Personal information
- Full name: Christopher William Swailes
- Date of birth: 19 October 1970 (age 55)
- Place of birth: Gateshead, England
- Position: Defender

Youth career
- 1989–1991: Ipswich Town

Senior career*
- Years: Team / Apps / (Gls)
- 1991: Peterborough United / 0 / (0)
- 1991–1992: Boston United / 30 / (1)
- 1991: → Kettering Town (loan) / 6 / (0)
- 1991–1992: → Birmingham City (loan) / 0 / (0)
- 1992–1993: Bridlington Town / 5 / (0)
- 1993: → Guisborough Town (loan) / 11 / (3)
- 1993–1995: Doncaster Rovers / 49 / (0)
- 1995–1997: Ipswich Town / 37 / (1)
- 1997–2001: Bury / 127 / (13)
- 2001–2005: Rotherham United / 167 / (14)
- 2005–2007: Oldham Athletic / 19 / (0)
- 2007–2009: Hamilton Academical / 52 / (10)
- 2009–2010: Gateshead / 23 / (0)
- 2010–2011: Blyth Spartans / 48 / (2)
- 2011–2014: Dunston UTS / 98 / (15)
- 2015–2016: Morpeth Town / 9 / (0)
- Total:  / 681 / (59)

Managerial career
- 2016–2023: Dunston UTS

= Chris Swailes =

English footballer (born 1970)

Christopher William Swailes (born 19 October 1970) is an English former professional footballer who played as a defender.

==Playing career==

===Early days===
Swailes was a trainee at Ipswich Town from 1989 to 1991, eventually moving to Peterborough United on 28 March 1991 for a fee of £10,000, after turning down a contract offered by the Ipswich manager at the time, John Lyall.
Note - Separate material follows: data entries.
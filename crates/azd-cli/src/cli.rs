use clap::{Args, Parser, Subcommand};
use std::path::PathBuf;

#[derive(Debug, Parser)]
#[command(
    name = "azd",
    about = "Provision and tear down the Azure infrastructure of an application project",
    version
)]
pub struct Cli {
    #[command(flatten)]
    pub global: GlobalArgs,

    #[command(subcommand)]
    pub command: Command,
}

#[derive(Debug, Clone, Args)]
pub struct GlobalArgs {
    /// Run as if azd was started in this directory.
    #[arg(long, global = true)]
    pub cwd: Option<PathBuf>,

    /// Environment to operate on. Defaults to the project's default environment.
    #[arg(short = 'e', long = "environment", env = "AZURE_ENV_NAME", global = true)]
    pub environment: Option<String>,

    /// Never prompt. Confirmations take their default answer.
    #[arg(long, global = true)]
    pub no_prompt: bool,

    /// Log at debug level unless RUST_LOG says otherwise.
    #[arg(long, global = true)]
    pub debug: bool,
}

#[derive(Debug, Subcommand)]
pub enum Command {
    /// Provision the project's Azure resources.
    Provision {
        /// Show the predicted changes instead of deploying.
        #[arg(long)]
        preview: bool,
    },

    /// Show the changes a provision would make.
    Preview,

    /// Delete the project's Azure resources.
    Down {
        /// Skip the delete confirmation.
        #[arg(long)]
        force: bool,

        /// Permanently delete soft-deleted resources without asking.
        #[arg(long)]
        purge: bool,
    },

    /// Refresh the environment from the deployed infrastructure and print its outputs.
    Show,

    /// Manage environments.
    Env {
        #[command(subcommand)]
        command: EnvCommand,
    },
}

#[derive(Debug, Subcommand)]
pub enum EnvCommand {
    /// List the project's environments.
    List,

    /// Create an environment and make it the default.
    New {
        /// Letters, digits, '-' and '_'.
        name: String,
    },

    /// Make an existing environment the default.
    Select { name: String },

    /// Print the environment's values as KEY="value" lines.
    GetValues,

    /// Set one environment value.
    Set { key: String, value: String },
}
Five months later, he moved on to Boston United of the GM Vauxhall Conference on a free transfer, after feeling homesick for the North East. He played only part-time for them, going out on loan to Kettering and Third Division Birmingham City for a while, before signing for Bridlington Town, again for free. After a short spell on loan to Guisborough Town, he followed the Bridlington chairman Ken Richardson to Doncaster Rovers, then in the Third Division, for no fee (once again).

In 54 appearances for Doncaster over the next 17 months, he scored one League Cup goal in a first round, second leg, away fixture at Wrexham on 23 August 1994.

===Ipswich Town===
In March 1995, the new Ipswich Town manager George Burley paid £150,000 for Swailes to return to his former club. Unfortunately, in his first Premier League game for them at home to Aston Villa on 1 April 1995, he scored an own goal in stoppage time at the end of the match, to confirm a 1–0 defeat. Ipswich were relegated to the First Division at the end of that season.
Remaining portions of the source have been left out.